EXTRACTED RECORDS>

-- Opening Marker --

// Licensed to the Apache Software Foundation (ASF) under one
// or more contributor license agreements.  See the NOTICE file
// distributed with this work for additional information
// regarding copyright ownership.  The ASF licenses this file
// to you under the Apache License, Version 2.0 (the
// "License"); you may not use this file except in compliance
// with the License.  You may obtain a copy of the License at
//
//   http://www.apache.org/licenses/LICENSE-2.0
//
// Unless required by applicable law or agreed to in writing,
// software distributed under the License is distributed on an
// "AS IS" BASIS, WITHOUT WARRANTIES OR CONDITIONS OF ANY
// KIND, either express or implied.  See the License for the
// specific language governing permissions and limitations
// under the License.
//! Columnar chunk container.
//!
//! Responsibilities:
//! - Wraps an Arrow `RecordBatch` whose fields carry planner slot ids in their metadata.
//! - Carries the "last" control marker that some producers append to a stream.
//! - Charges chunk bytes to a `MemTracker` under the current-holder ownership model.
//!
//! Key exported interfaces:
//! - Types: `Chunk`.
//! - Functions: `field_with_slot_id`, `field_slot_id`, `record_batch_bytes`.

use std::collections::HashMap;
use std::sync::{Arc, Mutex};

use arrow::array::{ArrayRef, RecordBatch};
use arrow::datatypes::{Field, Schema, SchemaRef};

use crate::common::ids::SlotId;
use crate::runtime::mem_tracker::MemTracker;

/// A chunk of data, consisting of multiple rows of same-length nullable columns.
#[derive(Debug, Clone)]
pub struct Chunk {
    batch: RecordBatch,
    slot_id_to_index: Arc<HashMap<SlotId, usize>>,
    is_last: bool,
    accounting: Option<Arc<ChunkAccounting>>,
}

impl Chunk {
    /// Wrap a batch whose every field carries a unique slot id.
    pub fn try_new(batch: RecordBatch) -> Result<Self, String> {
        let slot_id_to_index = slot_id_to_index_from_schema(batch.schema().as_ref())?;
        Ok(Self {
            batch,
            slot_id_to_index: Arc::new(slot_id_to_index),
            is_last: false,
            accounting: None,
        })
    }

    /// Wrap a batch with a slot map that the caller already resolved for its schema.
    pub(crate) fn with_slot_index(
        batch: RecordBatch,
        slot_id_to_index: Arc<HashMap<SlotId, usize>>,
    ) -> Self {
        Self {
            batch,
            slot_id_to_index,
            is_last: false,
            accounting: None,
        }
    }

    /// A zero-row chunk signalling that its producer has finished.
    pub fn new_last_marker() -> Self {
        Self {
            is_last: true,
            ..Self::default()
        }
    }

    pub fn is_last(&self) -> bool {
        self.is_last
    }

    pub fn schema(&self) -> SchemaRef {
        self.batch.schema()
    }

    pub fn column_by_slot_id(&self, slot_id: SlotId) -> Result<ArrayRef, String> {
        let idx = self
            .slot_id_to_index
            .get(&slot_id)
            .copied()
            .ok_or_else(|| {
                format!(
                    "slot id {} not found in chunk (num_columns={}, slot_ids={:?})",
                    slot_id,
                    self.batch.num_columns(),
                    self.slot_id_to_index.keys().collect::<Vec<_>>()
                )
            })?;
        self.batch
            .columns()
            .get(idx)
            .cloned()
            .ok_or_else(|| format!("slot id {} mapped to invalid index {}", slot_id, idx))
    }

    pub fn len(&self) -> usize {
        self.batch.num_rows()
    }

    pub fn is_empty(&self) -> bool {
        self.batch.num_rows() == 0
    }

    pub fn columns(&self) -> &[ArrayRef] {
        self.batch.columns()
    }

    /// Charge this chunk to `tracker`, moving the charge off the previous holder.
    pub fn transfer_to(&mut self, tracker: &Arc<MemTracker>) {
        if let Some(accounting) = self.accounting.as_ref() {
            accounting.transfer_to(tracker);
            return;
        }
        let bytes = chunk_bytes_i64(&self.batch);
        if bytes <= 0 {
            return;
        }
        self.accounting = Some(Arc::new(ChunkAccounting::new(bytes, tracker)));
    }
}

impl Default for Chunk {
    fn default() -> Self {
        Self {
            batch: RecordBatch::new_empty(Arc::new(Schema::empty())),
            slot_id_to_index: Arc::new(HashMap::new()),
            is_last: false,
            accounting: None,
        }
    }
}

pub const FIELD_META_SLOT_ID: &str = "scalar_join.slot_id";

pub fn field_with_slot_id(field: Field, slot_id: SlotId) -> Field {
    let mut meta = field.metadata().clone();
    meta.insert(FIELD_META_SLOT_ID.to_string(), slot_id.to_string());
    field.with_metadata(meta)
}

pub fn field_slot_id(field: &Field) -> Result<Option<SlotId>, String> {
    let Some(v) = field.metadata().get(FIELD_META_SLOT_ID) else {
        return Ok(None);
    };
    Ok(Some(v.parse::<SlotId>()?))
}

/// Resolve the slot id of every field of `schema` to its column index.
pub(crate) fn slot_id_to_index_from_schema(
    schema: &Schema,
) -> Result<HashMap<SlotId, usize>, String> {
    let mut map = HashMap::with_capacity(schema.fields().len());
    for (idx, field) in schema.fields().iter().enumerate() {
        let slot_id = field_slot_id(field)?.ok_or_else(|| {
            format!(
                "field {} ({}) carries no {} metadata",
                idx,
                field.name(),
                FIELD_META_SLOT_ID
            )
        })?;
        if let Some(prev) = map.insert(slot_id, idx) {
            return Err(format!(
                "duplicate slot id {} in chunk schema: fields {} ({}) and {} ({})",
                slot_id,
                prev,
                schema.field(prev).name(),
                idx,
                field.name()
            ));
        }
    }
    Ok(map)
}

/// Heap bytes held by `batch`. A sliced column reports its whole backing buffers.
pub fn record_batch_bytes(batch: &RecordBatch) -> usize {
    batch.get_array_memory_size()
}

#[derive(Debug)]
struct ChunkAccounting {
    bytes: i64,
    tracker: Mutex<Arc<MemTracker>>,
}

impl ChunkAccounting {
    fn new(bytes: i64, tracker: &Arc<MemTracker>) -> Self {
        tracker.consume(bytes);
        Self {
            bytes,
            tracker: Mutex::new(Arc::clone(tracker)),
        }
    }

    fn transfer_to(&self, tracker: &Arc<MemTracker>) {
        let mut guard = self.tracker.lock().unwrap_or_else(|e| e.into_inner());
        if Arc::ptr_eq(&guard, tracker) {
            return;
        }
        guard.release(self.bytes);
        tracker.consume(self.bytes);
        *guard = Arc::clone(tracker);
    }
}

impl Drop for ChunkAccounting {
    fn drop(&mut self) {
        let guard = self.tracker.lock().unwrap_or_else(|e| e.into_inner());
        guard.release(self.bytes);
    }
}

fn chunk_bytes_i64(batch: &RecordBatch) -> i64 {
    i64::try_from(record_batch_bytes(batch)).unwrap_or(i64::MAX)
}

-- Closing Marker --

Your task is to transcribe, with no changes, only the lines of the listing above that lie between the line holding "License for the" and the line holding "unique slot id.", inclusive.

// KIND, either express or implied.  See the License for the
// specific language governing permissions and limitations
// under the License.
//! Columnar chunk container.
//!
//! Responsibilities:
//! - Wraps an Arrow `RecordBatch` whose fields carry planner slot ids in their metadata.
//! - Carries the "last" control marker that some producers append to a stream.
//! - Charges chunk bytes to a `MemTracker` under the current-holder ownership model.
//!
//! Key exported interfaces:
//! - Types: `Chunk`.
//! - Functions: `field_with_slot_id`, `field_slot_id`, `record_batch_bytes`.

use std::collections::HashMap;
use std::sync::{Arc, Mutex};

use arrow::array::{ArrayRef, RecordBatch};
use arrow::datatypes::{Field, Schema, SchemaRef};

use crate::common::ids::SlotId;
use crate::runtime::mem_tracker::MemTracker;

/// A chunk of data, consisting of multiple rows of same-length nullable columns.
#[derive(Debug, Clone)]
pub struct Chunk {
    batch: RecordBatch,
    slot_id_to_index: Arc<HashMap<SlotId, usize>>,
    is_last: bool,
    accounting: Option<Arc<ChunkAccounting>>,
}

impl Chunk {
    /// Wrap a batch whose every field carries a unique slot id.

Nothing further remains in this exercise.